Владыка Онуфрий (Гагалюк), в то время епископ Елисаветградский, был расстрелян в 1938 году, когда был архиепископом Курским и Обоянским. Теперь он прославлен как священномученик. Был он большой аскет, пользовался большим уважением и любовью. Больше всего родители рассказывали именно о нем, у него папа был иподиаконом. Владыка Онуфрий благословил моих родителей на брак, и с его благословением мы жили и дальше.

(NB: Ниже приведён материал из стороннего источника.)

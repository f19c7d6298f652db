use crate::{
    error::AplError,
    interpreter::{
        evaluator::{
            core::{Context, EvalResult},
            structural::index_position,
            utils::{advance, strides},
        },
        value::array::{Array, Element},
    },
    util::num::item_count,
};

/// The positions an index list selects along each axis, and the shape the
/// selection takes.
struct Selection {
    positions: Vec<Vec<usize>>,
    shape:     Vec<usize>,
}

impl Selection {
    /// Resolves the items of an index list against `array`.
    ///
    /// An elided item selects a whole axis; any other item contributes its
    /// own shape to the result.
    fn resolve(ctx: &Context<'_, '_>, array: &Array, items: &[Option<Array>]) -> EvalResult<Self> {
        if items.len() != array.rank() {
            return Err(AplError::rank("Index list does not match the rank of the array."));
        }
        let mut positions = Vec::with_capacity(items.len());
        let mut shape = Vec::new();
        for (item, &len) in items.iter().zip(array.shape()) {
            match item {
                None => {
                    positions.push((0..len).collect());
                    shape.push(len);
                },
                Some(index) => {
                    let axis = index.ravel()
                                    .iter()
                                    .map(|element| index_position(ctx, element, len))
                                    .collect::<EvalResult<Vec<_>>>()?;
                    positions.push(axis);
                    shape.extend_from_slice(index.shape());
                },
            }
        }
        Ok(Self { positions, shape })
    }

    /// Returns the ravel offsets of the selected items in row-major order.
    fn offsets(&self, array: &Array) -> EvalResult<Vec<usize>> {
        let array_strides = strides(array.shape());
        let lengths: Vec<usize> = self.positions.iter().map(Vec::len).collect();
        let total = item_count(&lengths)?;
        let mut cursor = vec![0; lengths.len()];
        let mut offsets = Vec::with_capacity(total);
        for _ in 0..total {
            let offset = cursor.iter()
                               .enumerate()
                               .map(|(axis, &i)| self.positions[axis][i] * array_strides[axis])
                               .sum();
            offsets.push(offset);
            advance(&mut cursor, &lengths);
        }
        Ok(offsets)
    }
}

/// Selects items of `array` with a bracket index list.
///
/// # Errors
/// Returns a `RankError` when the list has the wrong number of items, a
/// `DomainError` for non-integer indices and an `IndexError` for indices
/// outside the array.
///
/// # Example
/// ```
/// use aplite::interpreter::{
///     evaluator::{core::Context, indexing::index},
///     symbol::table::SymbolTable,
///     value::array::Array,
/// };
///
/// let mut symbols = SymbolTable::workspace();
/// let ctx = Context::new(&mut symbols);
/// let letters = Array::chars("ABCD");
/// let picked = index(&ctx, &letters, &[Some(Array::numbers([4.0, 1.0]))]).unwrap();
/// assert_eq!(picked, Array::chars("DA"));
/// ```
pub fn index(ctx: &Context<'_, '_>, array: &Array, items: &[Option<Array>]) -> EvalResult<Array> {
    let selection = Selection::resolve(ctx, array, items)?;
    let ravel = selection.offsets(array)?
                         .into_iter()
                         .map(|offset| array.ravel()[offset].clone())
                         .collect();
    Array::new(selection.shape, ravel)
}

/// Returns a copy of `array` with the indexed items replaced by `value`.
///
/// A one-item `value` is extended to every selected position; otherwise it
/// must have the shape of the selection.
///
/// # Errors
/// As [`index`], plus a `RankError` or `LengthError` when `value` does not
/// fit the selection.
pub fn assign(ctx: &Context<'_, '_>, array: Array, items: &[Option<Array>], value: &Array) -> EvalResult<Array> {
    let selection = Selection::resolve(ctx, &array, items)?;
    let offsets = selection.offsets(&array)?;
    if value.len() != 1 {
        if value.len() != offsets.len() {
            return Err(AplError::length("Value does not fit the indexed positions."));
        }
        let fits = value.shape() == selection.shape.as_slice()
                   || value.rank() == 1 && selection.shape.iter().filter(|len| **len != 1).count() <= 1;
        if !fits {
            return Err(AplError::rank("Value does not fit the indexed positions."));
        }
    }

    let (shape, mut ravel) = array.into_parts();
    for (i, offset) in offsets.into_iter().enumerate() {
        let item: &Element = &value.ravel()[if value.len() == 1 { 0 } else { i }];
        ravel[offset] = item.clone();
    }
    Array::new(shape, ravel)
}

Нашей первой остановкой за границей была Прага. Когда мы пришли в Николаевский собор в день св. Николая чудотворца, епископ Сергий (Королев) обратил внимание на моего отца как на человека, ему ранее неизвестного и, узнав, откуда он, спросил о судьбе владыки Онуфрия. Владыку хорошо знали еще до революции и епископ Сергий – по Холмщине – и служивший с ним в Праге архимандрит Исаакий (Виноградов) – по Санкт-Петербургской Духовной Академии. Так владыка Онуфрий как бы передал нас епископу Сергию, который помог нам остаться в Праге, сразу найдя нам квартиру, что во время войны, а тем более незнакомым людям, было совсем непросто. Так благословение владыки Онуфрия помогало нам в нелегких путях на Запад.
А опыт церковной жизни под омофором епископа Сергия был действительно Божиим даром. В Праге в 1944 году была моя первая Пасха. Ночью служили только Заутреню (и на это требовалось особое разрешение), собор был переполнен. Я навсегда запомнила эту службу, которую служил епископ Сергий (священники в пасхальную ночь служили в других городах, где были русские православные общины, а священников не было). Владыка Сергий, невысокий и довольно грузный, казался высоким и легким, по храму он не ходил, а летал, глаза его сияли, и «Христос Воскресе!» он произносил так, как будто только что это узнал и спешит поделиться этой замечательной вестью со всеми нами. Много лет спустя большой радостью была возможность выпустить записи бесед епископа Сергия и воспоминания о нем отдельной книгой.
Ольга Раевская-Хьюз Беркли,
Калифорния. 2014 г.
1 (С.И. Фудель. Собрание сочинений в трех томах. Москва: Русский путь. 2001. Т. 1. СС. 152-153.)
2 В книге допущена ошибка в датировке фотографии.